[Saved data entries]
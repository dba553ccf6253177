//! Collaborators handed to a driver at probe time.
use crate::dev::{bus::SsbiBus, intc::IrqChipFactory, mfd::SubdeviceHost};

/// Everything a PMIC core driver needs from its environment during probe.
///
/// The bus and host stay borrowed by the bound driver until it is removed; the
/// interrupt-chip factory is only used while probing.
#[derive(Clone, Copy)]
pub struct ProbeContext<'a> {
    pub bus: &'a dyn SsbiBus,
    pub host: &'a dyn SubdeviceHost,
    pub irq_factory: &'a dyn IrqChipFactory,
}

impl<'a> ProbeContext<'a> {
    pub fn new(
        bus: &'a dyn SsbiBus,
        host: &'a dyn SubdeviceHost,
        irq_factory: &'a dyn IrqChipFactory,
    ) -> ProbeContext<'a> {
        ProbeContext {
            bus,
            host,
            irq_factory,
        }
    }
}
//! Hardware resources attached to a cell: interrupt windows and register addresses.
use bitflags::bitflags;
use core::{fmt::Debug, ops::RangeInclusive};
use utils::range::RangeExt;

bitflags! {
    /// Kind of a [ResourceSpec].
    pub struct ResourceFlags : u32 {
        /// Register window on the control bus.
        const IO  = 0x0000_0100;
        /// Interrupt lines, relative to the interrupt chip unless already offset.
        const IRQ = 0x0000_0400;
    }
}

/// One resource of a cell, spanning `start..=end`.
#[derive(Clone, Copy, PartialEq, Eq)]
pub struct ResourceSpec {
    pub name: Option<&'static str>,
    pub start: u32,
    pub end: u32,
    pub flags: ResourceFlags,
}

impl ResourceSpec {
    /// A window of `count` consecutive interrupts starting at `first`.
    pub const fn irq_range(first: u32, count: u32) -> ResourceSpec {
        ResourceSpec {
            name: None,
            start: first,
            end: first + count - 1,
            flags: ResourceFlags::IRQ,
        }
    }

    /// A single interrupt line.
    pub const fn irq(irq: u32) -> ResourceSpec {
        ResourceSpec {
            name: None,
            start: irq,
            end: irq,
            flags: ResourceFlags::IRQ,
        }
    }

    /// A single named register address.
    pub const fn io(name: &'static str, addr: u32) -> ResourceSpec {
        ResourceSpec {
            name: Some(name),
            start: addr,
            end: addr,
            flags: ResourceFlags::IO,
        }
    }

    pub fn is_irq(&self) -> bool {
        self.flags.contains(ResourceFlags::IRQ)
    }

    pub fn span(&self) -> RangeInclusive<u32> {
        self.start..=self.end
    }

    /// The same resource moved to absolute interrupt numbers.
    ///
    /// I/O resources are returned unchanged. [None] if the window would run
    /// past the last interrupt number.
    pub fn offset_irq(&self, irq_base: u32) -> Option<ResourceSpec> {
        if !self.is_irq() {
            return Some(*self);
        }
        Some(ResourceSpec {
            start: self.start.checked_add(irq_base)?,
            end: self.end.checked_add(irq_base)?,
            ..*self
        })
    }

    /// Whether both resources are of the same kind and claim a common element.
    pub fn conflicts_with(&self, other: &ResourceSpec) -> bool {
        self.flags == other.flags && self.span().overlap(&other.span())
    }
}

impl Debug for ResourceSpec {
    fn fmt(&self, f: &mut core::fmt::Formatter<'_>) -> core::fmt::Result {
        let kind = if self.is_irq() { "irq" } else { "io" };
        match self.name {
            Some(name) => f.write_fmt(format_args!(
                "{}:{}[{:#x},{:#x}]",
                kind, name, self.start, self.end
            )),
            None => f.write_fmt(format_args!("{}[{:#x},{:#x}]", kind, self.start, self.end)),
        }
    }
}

* _GOAL OF THE EXERCISE_
The answer should be the full set of records, reproduced exactly.

* _RESPONSE_
repository dba553ccf6253177
//! Collaborators handed to a driver at probe time.
use crate::dev::{bus::SsbiBus, intc::IrqChipFactory, mfd::SubdeviceHost};

/// Everything a PMIC core driver needs from its environment during probe.
///
/// The bus and host stay borrowed by the bound driver until it is removed; the
/// interrupt-chip factory is only used while probing.
#[derive(Clone, Copy)]
pub struct ProbeContext<'a> {
    pub bus: &'a dyn SsbiBus,
    pub host: &'a dyn SubdeviceHost,
    pub irq_factory: &'a dyn IrqChipFactory,
}

impl<'a> ProbeContext<'a> {
    pub fn new(
        bus: &'a dyn SsbiBus,
        host: &'a dyn SubdeviceHost,
        irq_factory: &'a dyn IrqChipFactory,
    ) -> ProbeContext<'a> {
        ProbeContext {
            bus,
            host,
            irq_factory,
        }
    }
}
//! Hardware resources attached to a cell: interrupt windows and register addresses.
use bitflags::bitflags;
use core::{fmt::Debug, ops::RangeInclusive};
use utils::range::RangeExt;

bitflags! {
    /// Kind of a [ResourceSpec].
    pub struct ResourceFlags : u32 {
        /// Register window on the control bus.
        const IO  = 0x0000_0100;
        /// Interrupt lines, relative to the interrupt chip unless already offset.
        const IRQ = 0x0000_0400;
    }
}

/// One resource of a cell, spanning `start..=end`.
#[derive(Clone, Copy, PartialEq, Eq)]
pub struct ResourceSpec {
    pub name: Option<&'static str>,
    pub start: u32,
    pub end: u32,
    pub flags: ResourceFlags,
}

impl ResourceSpec {
    /// A window of `count` consecutive interrupts starting at `first`.
    pub const fn irq_range(first: u32, count: u32) -> ResourceSpec {
        ResourceSpec {
            name: None,
            start: first,
            end: first + count - 1,
            flags: ResourceFlags::IRQ,
        }
    }

    /// A single interrupt line.
    pub const fn irq(irq: u32) -> ResourceSpec {
        ResourceSpec {
            name: None,
            start: irq,
            end: irq,
            flags: ResourceFlags::IRQ,
        }
    }

    /// A single named register address.
    pub const fn io(name: &'static str, addr: u32) -> ResourceSpec {
        ResourceSpec {
            name: Some(name),
            start: addr,
            end: addr,
            flags: ResourceFlags::IO,
        }
    }

    pub fn is_irq(&self) -> bool {
        self.flags.contains(ResourceFlags::IRQ)
    }

    pub fn span(&self) -> RangeInclusive<u32> {
        self.start..=self.end
    }

    /// The same resource moved to absolute interrupt numbers.
    ///
    /// I/O resources are returned unchanged. [None] if the window would run
    /// past the last interrupt number.
    pub fn offset_irq(&self, irq_base: u32) -> Option<ResourceSpec> {
        if !self.is_irq() {
            return Some(*self);
        }
        Some(ResourceSpec {
            start: self.start.checked_add(irq_base)?,
            end: self.end.checked_add(irq_base)?,
            ..*self
        })
    }

    /// Whether both resources are of the same kind and claim a common element.
    pub fn conflicts_with(&self, other: &ResourceSpec) -> bool {
        self.flags == other.flags && self.span().overlap(&other.span())
    }
}

impl Debug for ResourceSpec {
    fn fmt(&self, f: &mut core::fmt::Formatter<'_>) -> core::fmt::Result {
        let kind = if self.is_irq() { "irq" } else { "io" };
        match self.name {
            Some(name) => f.write_fmt(format_args!(
                "{}:{}[{:#x},{:#x}]",
                kind, name, self.start, self.end
            )),
            None => f.write_fmt(format_args!("{}[{:#x},{:#x}]", kind, self.start, self.end)),
        }
    }
}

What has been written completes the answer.